Drawing had never been a central part of my work, but as I moved towards painting I quickly came up against the limitations that occur without a basic grounding in drawing. I applied to the Royal Drawing School with a sense that I needed to challenge myself to become clearer about my intentions as an artist and build a better foundation for bringing them into being. A year of intensive drawing seemed the best way to do this.
The course’s focus on working alongside other students in tutor-led situations, whether this be in the life rooms, in museums or outside around London, was new to me. Coupled with the intense nature of the year this meant that a sense of community quickly developed through the three terms.
The Drawing Year encourages questioning of your own approach and motivations as an artist, not just for the duration of the course but as a guiding principle to take from it. To make the most of The Drawing Year I found I had to continually step outside any artistic comfort zone I may have developed. Though it was a little overwhelming at first, I’ve come to see the variety within the faculty and the differences between tutor approaches, as one of the School’s main strengths. It challenged me to form my own position more strongly and understand more fully different approaches to the figurative tradition and where I might be able to see my own work developing within it.
There were several moments during the year that really broadened my thinking about drawing, which in turn allowed me to make practical progress in the studio. Studying Giovanni Bellini’s ‘Assassination of St Peter, Martyr’ on the drawing in The National Gallery course was an important marker. Sustained drawing of this painting helped me better understand why I find it so fascinating and powerful. The way a precise formal language could be used to evoke contrasting, interlocking zones – spatial, temporal, aural, tactile and emotional – continues to help me reflect upon the possibilities of what a single image to communicate.
In the second term I gave a presentation on Van Gogh’s drawings to the year group. After the first term of taking on so much information, this process was important for me in beginning to develop a deeper subjectivity about the role and purpose of drawing; how it could be a language to develop both a sense of place and sense of self. It also prompted me to seek out drawings in The British Museum, a new experience and altogether different from viewing art either in exhibitions or books, and something that I continue to do.

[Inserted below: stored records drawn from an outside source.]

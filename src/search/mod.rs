//! Search module
//!
//! Contains:
//! - Exhaustive minimax with alpha-beta pruning
//! - Depth-limited minimax with heuristic evaluation at the horizon

pub mod alphabeta;

pub use alphabeta::{SearchDepth, SearchResult, Searcher};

In the final term I took the Drawing the Graphic Novel course, in part because it seemed so far away from what I would have imagined myself doing when I applied to study at the School. Unexpectedly this class encouraged me to reevaluate my approach to generating and recording ideas and helped me retain a sense of imagination, identity and subject matter that at times I had lost within the life room context.
Since finishing The Drawing Year I’ve come to see it as fuel and foundation that continues to assert itself in my studio practice. Through focusing on drawing for a whole year I feel I have been able to return to other elements of my practice with more clarity and purpose. Studying at the School hasn’t displaced any of my prior interests, but it has allowed me to see and understand them in a wider historical context.
Sustained focus on drawing has helped me to develop a clearer language for recording ideas and experiences, but just as importantly a language for finding ideas, for arriving within an idea through drawing. It has given me a stronger formal and conceptual framework that has allowed me to begin to reconcile approaches and intentions in my work that had previously felt too contradictory.
After The Drawing Year I trained as a tutor with the Royal Drawing School’s Drawing Clubs which has been a great experience. Communicating ideas to others has encouraged a renewal of my own approach to drawing. There is something really valuable in working with younger students as it can help keep you in contact with your own original intentions as an artist whilst also questioning the validity of your own changing perspectives. Teaching has also allowed me see how educational work can fit positively alongside a more solitary studio practice, allowing a dialogue and sense of community that can sometimes be absent within day to day studio work.
In 2012 I was also fortunate to receive the Sir Denis Mahon Award, a grant open to alumni of The Drawing Year. Receiving funding to develop new work has given me the opportunity to begin making work with renewed focus at a critical time in my development, allowing me to integrate the lessons of The Drawing Year into my studio practice more fully than I might otherwise have been able to.
Drawing has now has become a daily activity. The versatility and unpredictability of drawing in its different forms continues to lead my studio practice in ways I could not have foreseen before applying to The Drawing Year.